• **REQUIREMENT**
Return the data that follows exactly. Include every line.

• **SOURCE DATA**
..........
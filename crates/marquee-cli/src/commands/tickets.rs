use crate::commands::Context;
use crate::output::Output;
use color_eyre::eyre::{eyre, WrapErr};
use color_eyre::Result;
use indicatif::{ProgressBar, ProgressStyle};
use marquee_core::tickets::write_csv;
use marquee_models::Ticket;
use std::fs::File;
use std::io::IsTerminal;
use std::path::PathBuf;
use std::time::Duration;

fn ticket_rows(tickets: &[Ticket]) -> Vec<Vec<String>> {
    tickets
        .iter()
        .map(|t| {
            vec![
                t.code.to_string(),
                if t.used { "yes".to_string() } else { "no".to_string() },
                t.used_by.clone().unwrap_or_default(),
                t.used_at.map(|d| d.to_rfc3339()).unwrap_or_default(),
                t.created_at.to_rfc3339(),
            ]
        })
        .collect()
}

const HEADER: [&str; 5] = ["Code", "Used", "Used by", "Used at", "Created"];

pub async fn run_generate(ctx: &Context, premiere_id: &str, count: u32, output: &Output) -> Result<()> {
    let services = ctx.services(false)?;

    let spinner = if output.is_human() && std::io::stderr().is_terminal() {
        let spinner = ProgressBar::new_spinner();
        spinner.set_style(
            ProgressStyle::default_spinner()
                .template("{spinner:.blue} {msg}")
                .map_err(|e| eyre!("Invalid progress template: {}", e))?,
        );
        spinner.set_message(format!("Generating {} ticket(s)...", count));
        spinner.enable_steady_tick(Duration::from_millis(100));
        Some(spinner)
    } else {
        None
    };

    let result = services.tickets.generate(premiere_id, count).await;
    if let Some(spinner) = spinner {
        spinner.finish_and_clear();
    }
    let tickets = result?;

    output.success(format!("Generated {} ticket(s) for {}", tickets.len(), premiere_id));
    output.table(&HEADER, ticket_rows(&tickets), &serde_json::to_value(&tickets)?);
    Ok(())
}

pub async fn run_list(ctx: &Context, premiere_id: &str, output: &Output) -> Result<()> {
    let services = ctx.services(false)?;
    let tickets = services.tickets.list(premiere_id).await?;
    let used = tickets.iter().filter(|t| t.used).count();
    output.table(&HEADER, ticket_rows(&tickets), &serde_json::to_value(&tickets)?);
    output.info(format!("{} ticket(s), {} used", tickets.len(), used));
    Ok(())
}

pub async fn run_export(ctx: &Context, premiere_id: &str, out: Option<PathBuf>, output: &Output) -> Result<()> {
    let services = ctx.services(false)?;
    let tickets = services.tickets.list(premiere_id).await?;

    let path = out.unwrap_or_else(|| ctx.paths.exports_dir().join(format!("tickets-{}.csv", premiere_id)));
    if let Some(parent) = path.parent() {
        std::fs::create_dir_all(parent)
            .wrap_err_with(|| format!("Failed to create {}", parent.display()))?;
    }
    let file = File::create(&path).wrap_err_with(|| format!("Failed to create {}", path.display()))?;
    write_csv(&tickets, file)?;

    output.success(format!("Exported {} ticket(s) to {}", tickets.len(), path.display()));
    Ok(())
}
..........
• **EXPECTED ANSWER**
filename crates/marquee-cli/src/commands/tickets.rs
use crate::commands::Context;
use crate::output::Output;
use color_eyre::eyre::{eyre, WrapErr};
use color_eyre::Result;
use indicatif::{ProgressBar, ProgressStyle};
use marquee_core::tickets::write_csv;
use marquee_models::Ticket;
use std::fs::File;
use std::io::IsTerminal;
use std::path::PathBuf;
use std::time::Duration;

fn ticket_rows(tickets: &[Ticket]) -> Vec<Vec<String>> {
    tickets
        .iter()
        .map(|t| {
            vec![
                t.code.to_string(),
                if t.used { "yes".to_string() } else { "no".to_string() },
                t.used_by.clone().unwrap_or_default(),
                t.used_at.map(|d| d.to_rfc3339()).unwrap_or_default(),
                t.created_at.to_rfc3339(),
            ]
        })
        .collect()
}

const HEADER: [&str; 5] = ["Code", "Used", "Used by", "Used at", "Created"];

pub async fn run_generate(ctx: &Context, premiere_id: &str, count: u32, output: &Output) -> Result<()> {
    let services = ctx.services(false)?;

    let spinner = if output.is_human() && std::io::stderr().is_terminal() {
        let spinner = ProgressBar::new_spinner();
        spinner.set_style(
            ProgressStyle::default_spinner()
                .template("{spinner:.blue} {msg}")
                .map_err(|e| eyre!("Invalid progress template: {}", e))?,
        );
        spinner.set_message(format!("Generating {} ticket(s)...", count));
        spinner.enable_steady_tick(Duration::from_millis(100));
        Some(spinner)
    } else {
        None
    };

    let result = services.tickets.generate(premiere_id, count).await;
    if let Some(spinner) = spinner {
        spinner.finish_and_clear();
    }
    let tickets = result?;

    output.success(format!("Generated {} ticket(s) for {}", tickets.len(), premiere_id));
    output.table(&HEADER, ticket_rows(&tickets), &serde_json::to_value(&tickets)?);
    Ok(())
}

pub async fn run_list(ctx: &Context, premiere_id: &str, output: &Output) -> Result<()> {
    let services = ctx.services(false)?;
    let tickets = services.tickets.list(premiere_id).await?;
    let used = tickets.iter().filter(|t| t.used).count();
    output.table(&HEADER, ticket_rows(&tickets), &serde_json::to_value(&tickets)?);
    output.info(format!("{} ticket(s), {} used", tickets.len(), used));
    Ok(())
}

pub async fn run_export(ctx: &Context, premiere_id: &str, out: Option<PathBuf>, output: &Output) -> Result<()> {
    let services = ctx.services(false)?;
    let tickets = services.tickets.list(premiere_id).await?;

    let path = out.unwrap_or_else(|| ctx.paths.exports_dir().join(format!("tickets-{}.csv", premiere_id)));
    if let Some(parent) = path.parent() {
        std::fs::create_dir_all(parent)
            .wrap_err_with(|| format!("Failed to create {}", parent.display()))?;
    }
    let file = File::create(&path).wrap_err_with(|| format!("Failed to create {}", path.display()))?;
    write_csv(&tickets, file)?;

    output.success(format!("Exported {} ticket(s) to {}", tickets.len(), path.display()));
    Ok(())
}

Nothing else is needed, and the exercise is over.